Netflix thinks I'll "love" something called Upper Middle Bogan or Rogan, hard to tell from the font. Why would I "love," or even click on, a tv program with an icon of a lady's breasts? Sounds like a hetero-sleaze fest with gyrating ladies on poles.
Ok, let's take a look, but at the first female body parts, I'm leaving.
Story #1: Lady is driving through an Australian city, applying makeup and nail polish. She stops at an elegant suburban house and brings coffee to Hubbie -- Patrick Brammell, below -- who is still asleep. Fully clothed. Wait - why would you put on makeup and nail polish on the way home? Are you pretending to go somewhere?
He smooches her all over, but she stops to ask if she looks yellow today, and if she might have bony metastasis. Is something wrong? Do the breasts on the icon signify breast cancer, not hetero-horniness? Or is she a hypochondriac? He doesn't care; he still wants some.
Later, they bring lots of birthday presents to the rooms of Oscar and Edwina. The kids argue over whose room they will celebrate their birthdays in. Parents note that they dropped Oscar on his head a lot, and besides, he has an e____-- so it will be his room. Edwina is outraged. Something creepy is going on here. Do the kids have an immune system disease, or is Mom delusional, and keeping them locked in their rooms?
They compromise with the kitchen, where the kids interact normally.
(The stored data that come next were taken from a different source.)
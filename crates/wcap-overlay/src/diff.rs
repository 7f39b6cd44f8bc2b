//! Temperature difference indicator between the two locations

use image::Rgb;
use std::fmt;
use wcap_core::Location;

/// Magnitude thresholds separating the three tiers per direction
pub const DIFF_TIER_MILD: f64 = 8.0;
pub const DIFF_TIER_STRONG: f64 = 15.0;

/// Colour tier of a temperature difference
#[derive(Debug, Clone, Copy, PartialEq, Eq)]
pub enum DiffTier {
    LightOrange,
    Orange,
    RedOrange,
    VeryLightBlue,
    LightBlue,
    DeepBlue,
    Gray,
}

impl DiffTier {
    pub fn for_difference(diff: f64) -> Self {
        let magnitude = diff.abs();
        if diff > 0.0 {
            if magnitude <= DIFF_TIER_MILD {
                DiffTier::LightOrange
            } else if magnitude <= DIFF_TIER_STRONG {
                DiffTier::Orange
            } else {
                DiffTier::RedOrange
            }
        } else if diff < 0.0 {
            if magnitude <= DIFF_TIER_MILD {
                DiffTier::VeryLightBlue
            } else if magnitude <= DIFF_TIER_STRONG {
                DiffTier::LightBlue
            } else {
                DiffTier::DeepBlue
            }
        } else {
            DiffTier::Gray
        }
    }

    pub fn name(&self) -> &'static str {
        match self {
            DiffTier::LightOrange => "Light orange",
            DiffTier::Orange => "Orange",
            DiffTier::RedOrange => "Red-orange",
            DiffTier::VeryLightBlue => "Very light blue",
            DiffTier::LightBlue => "Light blue",
            DiffTier::DeepBlue => "Deep blue",
            DiffTier::Gray => "Gray",
        }
    }

    pub fn color(&self) -> Rgb<u8> {
        match self {
            DiffTier::LightOrange => Rgb([255, 200, 100]),
            DiffTier::Orange => Rgb([255, 165, 0]),
            DiffTier::RedOrange => Rgb([255, 100, 50]),
            DiffTier::VeryLightBlue => Rgb([150, 220, 255]),
            DiffTier::LightBlue => Rgb([100, 200, 255]),
            DiffTier::DeepBlue => Rgb([50, 150, 255]),
            DiffTier::Gray => Rgb([200, 200, 200]),
        }
    }
}

impl fmt::Display for DiffTier {
    fn fmt(&self, f: &mut fmt::Formatter<'_>) -> fmt::Result {
        f.write_str(self.name())
    }
}

/// Everything the indicator box draws
#[derive(Debug, Clone, PartialEq)]
pub struct DiffIndicator {
    /// `first - second`, rounded to one decimal
    pub diff: f64,
    /// Signed value, e.g. `+13.0°`
    pub text: String,
    pub tier: DiffTier,
    pub arrow: &'static str,
    pub label: String,
    pub border: Rgb<u8>,
}

const WARM_BORDER: Rgb<u8> = Rgb([255, 200, 100]);
const COOL_BORDER: Rgb<u8> = Rgb([100, 200, 255]);
const NEUTRAL_BORDER: Rgb<u8> = Rgb([200, 200, 200]);

/// Compare `first` against `second`; positive means `first` is warmer
pub fn temperature_difference(
    first: Location,
    first_temp: f64,
    second: Location,
    second_temp: f64,
) -> DiffIndicator {
    let diff = ((first_temp - second_temp) * 10.0).round() / 10.0;
    let tier = DiffTier::for_difference(diff);

    let (arrow, label, border) = if diff > 0.0 {
        ("▲", format!("{} warmer", first.short_code()), WARM_BORDER)
    } else if diff < 0.0 {
        ("▼", format!("{} warmer", second.short_code()), COOL_BORDER)
    } else {
        ("=", "Same temp".to_string(), NEUTRAL_BORDER)
    };

    // Avoid rendering "-0.0°"
    let text = if diff == 0.0 {
        "0.0°".to_string()
    } else {
        format!("{:+.1}°", diff)
    };

    DiffIndicator {
        diff,
        text,
        tier,
        arrow,
        label,
        border,
    }
}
So all of that creepiness was just to make viewers uncomfortable? Oscar continues to hide his e___, which makes the parents proud. They're proud of it?
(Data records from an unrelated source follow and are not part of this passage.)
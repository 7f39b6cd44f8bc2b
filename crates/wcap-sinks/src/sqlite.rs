//! `captures` table in a SQLite file

use anyhow::Result;
use chrono::{NaiveDate, NaiveDateTime, NaiveTime};
use rusqlite::{params, Connection, OptionalExtension};
use std::collections::BTreeMap;
use std::path::Path;
use std::sync::{Arc, Mutex};
use tracing::{debug, info, instrument};
use wcap_core::{CaptureRecord, CaptureSink, Location};

use crate::{date_key, time_key, SinkError, SinkResult};

const SCHEMA: &str = "
CREATE TABLE IF NOT EXISTS captures (
    id INTEGER PRIMARY KEY AUTOINCREMENT,
    capture_date TEXT NOT NULL,
    capture_time TEXT NOT NULL,
    captured_at TEXT NOT NULL,
    image_data BLOB NOT NULL,
    image_format TEXT NOT NULL DEFAULT 'jpeg',
    width INTEGER NOT NULL,
    height INTEGER NOT NULL,
    alicante_temp REAL,
    alicante_sunrise TEXT,
    alicante_sunset TEXT,
    alicante_day_length TEXT,
    bratislava_temp REAL,
    bratislava_sunrise TEXT,
    bratislava_sunset TEXT,
    bratislava_day_length TEXT,
    created_at TEXT NOT NULL DEFAULT CURRENT_TIMESTAMP,
    UNIQUE (capture_date, capture_time)
);
CREATE INDEX IF NOT EXISTS idx_captures_date ON captures (capture_date);
";

const DATETIME_FORMAT: &str = "%Y-%m-%d %H:%M:%S";

/// Weather columns of one location as stored
#[derive(Debug, Clone, Default, PartialEq)]
pub struct StoredWeather {
    pub temperature: Option<f64>,
    pub sunrise: Option<String>,
    pub sunset: Option<String>,
    pub day_length: Option<String>,
}

/// A row of the `captures` table
#[derive(Debug, Clone, PartialEq)]
pub struct StoredCapture {
    pub id: i64,
    pub capture_date: NaiveDate,
    pub capture_time: NaiveTime,
    pub captured_at: NaiveDateTime,
    pub image: Vec<u8>,
    pub image_format: String,
    pub width: u32,
    pub height: u32,
    pub weather: BTreeMap<Location, StoredWeather>,
}

/// SQLite-backed capture store. The connection is shared behind a mutex and
/// used from blocking tasks.
#[derive(Clone)]
pub struct SqliteSink {
    conn: Arc<Mutex<Connection>>,
}

impl SqliteSink {
    pub fn open<P: AsRef<Path>>(path: P) -> SinkResult<Self> {
        if let Some(parent) = path.as_ref().parent() {
            if !parent.as_os_str().is_empty() {
                std::fs::create_dir_all(parent)?;
            }
        }
        let conn = Connection::open(path.as_ref())?;
        info!(path = %path.as_ref().display(), "Capture database opened");
        Self::with_connection(conn)
    }

    pub fn in_memory() -> SinkResult<Self> {
        Self::with_connection(Connection::open_in_memory()?)
    }

    fn with_connection(conn: Connection) -> SinkResult<Self> {
        conn.execute_batch(SCHEMA)?;
        Ok(Self {
            conn: Arc::new(Mutex::new(conn)),
        })
    }

    fn with_conn<T>(conn: &Mutex<Connection>, f: impl FnOnce(&Connection) -> SinkResult<T>) -> SinkResult<T> {
        let guard = conn
            .lock()
            .map_err(|_| SinkError::Task("database connection poisoned".to_string()))?;
        f(&guard)
    }

    /// Insert one capture and return its row id
    pub fn insert_sync(&self, record: &CaptureRecord) -> SinkResult<i64> {
        Self::with_conn(&self.conn, |conn| insert(conn, record))
    }

    pub fn get(&self, id: i64) -> SinkResult<Option<StoredCapture>> {
        Self::with_conn(&self.conn, |conn| {
            conn.query_row(
                "SELECT id, capture_date, capture_time, captured_at, image_data, image_format,
                        width, height,
                        alicante_temp, alicante_sunrise, alicante_sunset, alicante_day_length,
                        bratislava_temp, bratislava_sunrise, bratislava_sunset, bratislava_day_length
                 FROM captures WHERE id = ?1",
                params![id],
                row_to_capture,
            )
            .optional()
            .map_err(SinkError::from)
        })
    }

    pub fn count(&self) -> SinkResult<i64> {
        Self::with_conn(&self.conn, |conn| {
            Ok(conn.query_row("SELECT COUNT(*) FROM captures", [], |r| r.get(0))?)
        })
    }

    /// Row ids captured on `date`, oldest first
    pub fn ids_for_date(&self, date: NaiveDate) -> SinkResult<Vec<i64>> {
        Self::with_conn(&self.conn, |conn| {
            let mut stmt =
                conn.prepare("SELECT id FROM captures WHERE capture_date = ?1 ORDER BY capture_time ASC")?;
            let ids = stmt
                .query_map(params![date_key(date)], |r| r.get(0))?
                .collect::<Result<Vec<i64>, _>>()?;
            Ok(ids)
        })
    }
}

fn insert(conn: &Connection, record: &CaptureRecord) -> SinkResult<i64> {
    let weather = |loc: Location| record.reading(loc);
    let ali = weather(Location::Alicante);
    let bra = weather(Location::Bratislava);

    let result = conn.execute(
        "INSERT INTO captures (
            capture_date, capture_time, captured_at, image_data, image_format, width, height,
            alicante_temp, alicante_sunrise, alicante_sunset, alicante_day_length,
            bratislava_temp, bratislava_sunrise, bratislava_sunset, bratislava_day_length
        ) VALUES (?1, ?2, ?3, ?4, ?5, ?6, ?7, ?8, ?9, ?10, ?11, ?12, ?13, ?14, ?15)",
        params![
            date_key(record.capture_date()),
            time_key(record.capture_time()),
            record.captured_at.format(DATETIME_FORMAT).to_string(),
            record.image,
            record.image_format,
            record.width,
            record.height,
            ali.map(|r| r.temperature_c),
            ali.map(|r| r.sunrise.as_str()),
            ali.map(|r| r.sunset.as_str()),
            ali.map(|r| r.day_length.as_str()),
            bra.map(|r| r.temperature_c),
            bra.map(|r| r.sunrise.as_str()),
            bra.map(|r| r.sunset.as_str()),
            bra.map(|r| r.day_length.as_str()),
        ],
    );

    match result {
        Ok(_) => Ok(conn.last_insert_rowid()),
        Err(rusqlite::Error::SqliteFailure(err, _))
            if err.extended_code == rusqlite::ffi::SQLITE_CONSTRAINT_UNIQUE =>
        {
            Err(SinkError::Duplicate {
                date: record.capture_date(),
                time: record.capture_time(),
            })
        }
        Err(e) => Err(e.into()),
    }
}

fn parse_column<T>(idx: usize, raw: &str, parse: impl FnOnce(&str) -> chrono::ParseResult<T>) -> rusqlite::Result<T> {
    parse(raw).map_err(|e| rusqlite::Error::FromSqlConversionFailure(idx, rusqlite::types::Type::Text, Box::new(e)))
}

fn row_to_capture(row: &rusqlite::Row<'_>) -> rusqlite::Result<StoredCapture> {
    let date: String = row.get(1)?;
    let time: String = row.get(2)?;
    let at: String = row.get(3)?;

    let stored = |base: usize| -> rusqlite::Result<StoredWeather> {
        Ok(StoredWeather {
            temperature: row.get(base)?,
            sunrise: row.get(base + 1)?,
            sunset: row.get(base + 2)?,
            day_length: row.get(base + 3)?,
        })
    };
    let mut weather = BTreeMap::new();
    for (location, base) in [(Location::Alicante, 8), (Location::Bratislava, 12)] {
        let w = stored(base)?;
        if w != StoredWeather::default() {
            weather.insert(location, w);
        }
    }

    Ok(StoredCapture {
        id: row.get(0)?,
        capture_date: parse_column(1, &date, |s| NaiveDate::parse_from_str(s, "%Y-%m-%d"))?,
        capture_time: parse_column(2, &time, |s| NaiveTime::parse_from_str(s, "%H:%M:%S"))?,
        captured_at: parse_column(3, &at, |s| NaiveDateTime::parse_from_str(s, DATETIME_FORMAT))?,
        image: row.get(4)?,
        image_format: row.get(5)?,
        width: row.get(6)?,
        height: row.get(7)?,
        weather,
    })
}

#[async_trait::async_trait]
impl CaptureSink for SqliteSink {
    fn name(&self) -> &str {
        "sqlite"
    }

    #[instrument(skip(self, record), fields(captured_at = %record.captured_at))]
    async fn store(&self, record: &CaptureRecord) -> Result<i64> {
        let conn = Arc::clone(&self.conn);
        let record = record.clone();
        let id = tokio::task::spawn_blocking(move || Self::with_conn(&conn, |c| insert(c, &record)))
            .await
            .map_err(|e| SinkError::Task(e.to_string()))??;
        debug!(id, "Capture row inserted");
        Ok(id)
    }
}

#[cfg(test)]
mod tests {
    use super::*;
    use crate::test_support::{both, reading, record};
    use wcap_core::Readings;

    #[test]
    fn test_insert_and_read_back() {
        let sink = SqliteSink::in_memory().unwrap();
        let id = sink.insert_sync(&both("2024-12-15 10:20:30")).unwrap();

        let row = sink.get(id).unwrap().unwrap();
        assert_eq!(row.capture_date, NaiveDate::from_ymd_opt(2024, 12, 15).unwrap());
        assert_eq!(row.capture_time, NaiveTime::from_hms_opt(10, 20, 30).unwrap());
        assert_eq!((row.width, row.height), (800, 450));
        assert_eq!(row.image_format, "jpeg");
        assert_eq!(row.image[..2], [0xFF, 0xD8]);
        assert_eq!(row.weather[&Location::Alicante].temperature, Some(22.0));
        assert_eq!(row.weather[&Location::Bratislava].day_length.as_deref(), Some("10h 25m"));
    }

    #[test]
    fn test_duplicate_slot_is_rejected() {
        let sink = SqliteSink::in_memory().unwrap();
        sink.insert_sync(&both("2024-12-15 10:20:30")).unwrap();

        let err = sink.insert_sync(&both("2024-12-15 10:20:30")).unwrap_err();
        assert!(matches!(err, SinkError::Duplicate { .. }));
        assert_eq!(sink.count().unwrap(), 1);
    }

    #[test]
    fn test_missing_location_leaves_columns_null() {
        let sink = SqliteSink::in_memory().unwrap();
        let mut readings = Readings::new();
        readings.insert(Location::Bratislava, reading(Location::Bratislava, -3.5));
        let id = sink.insert_sync(&record("2025-01-02 08:00:00", readings)).unwrap();

        let row = sink.get(id).unwrap().unwrap();
        assert!(!row.weather.contains_key(&Location::Alicante));
        assert_eq!(row.weather[&Location::Bratislava].temperature, Some(-3.5));
    }

    #[test]
    fn test_get_unknown_id() {
        let sink = SqliteSink::in_memory().unwrap();
        assert!(sink.get(42).unwrap().is_none());
    }

    #[test]
    fn test_ids_for_date_in_time_order() {
        let sink = SqliteSink::in_memory().unwrap();
        let late = sink.insert_sync(&both("2024-12-15 18:00:00")).unwrap();
        let early = sink.insert_sync(&both("2024-12-15 06:00:00")).unwrap();
        sink.insert_sync(&both("2024-12-16 06:00:00")).unwrap();

        let ids = sink
            .ids_for_date(NaiveDate::from_ymd_opt(2024, 12, 15).unwrap())
            .unwrap();
        assert_eq!(ids, vec![early, late]);
    }

    #[tokio::test]
    async fn test_store_through_port() {
        let dir = tempfile::tempdir().unwrap();
        let sink = SqliteSink::open(dir.path().join("db").join("captures.db")).unwrap();

        let id = sink.store(&both("2024-12-15 10:20:30")).await.unwrap();
        assert_eq!(id, 1);

        let err = sink.store(&both("2024-12-15 10:20:30")).await.unwrap_err();
        assert!(matches!(err.downcast_ref::<SinkError>(), Some(SinkError::Duplicate { .. })));
    }
}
Grandma appears, not phased by Oscar's e___ but offended by Dad in underwear -- although she sneaks a peek. She criticizes everyone else, and gives Oscar a maths tutor for his present. This enrages Mom -- the monster made her childhood a living hell, and "look how I turned out! I won't let that happen to Oscar!"
Dad counters that he likes the way she turned out, especially her breasts, which he fondles. Can't you think of anything else, jerk? Seriously, though: "I know you're a wacko, but Oscar will be fine. Besides he's seriously stupid." He makes an offensive "I'm stupid" face. Good God, call Child Protective Services. Dad is seriously abusive.
Mom goes back to the kitchen to prove that Oscar's not stupid by asking him to add 13 and 13. The answer he gives: 27?
Whoops, Grandma has collapsed, crashing through a glass table.
Mom goes to the lab and checks on Grandma's bloodwork. Wait -- this seriously mentally ill hypochondriac is a doctor? How does she examine anyone without freaking out and thinking that she has what they have?
Mom argues with the technician, Sam, about Grandma's diagnosis: "You got the bloodwork wrong. My Mom can't have Type A, because Dad was Type O and I'm Type B."
"Nope, I drew the blood myself. She's Type A."
Sam is played by model Kane Felsinger, who doesn't show his chest on screen.
Mom jabs herself to prove that she's Type B. How is that possible?
She rushes out to confront Grandma: "You can't be my mother. I'm adopted." After a lot of mishegas, Gradma admits to it. This is a completely different story from the psycho-parents imprisoning their kids in Scene 1.
At home, Mom breaks the news to the family. "So she's not our Grandma, she's sort of a friend of the family?" "No, we'd never want her as a friend."
Later, in bed, Dad wants to feel her breasts, as usual, but Mom refuses: "What part of you thinks I want to have s_x right now?" His d*ck, obviously. "I wonder what my birth parents are like?" Dad suggests that her mother must have incredibly gorgeous breasts.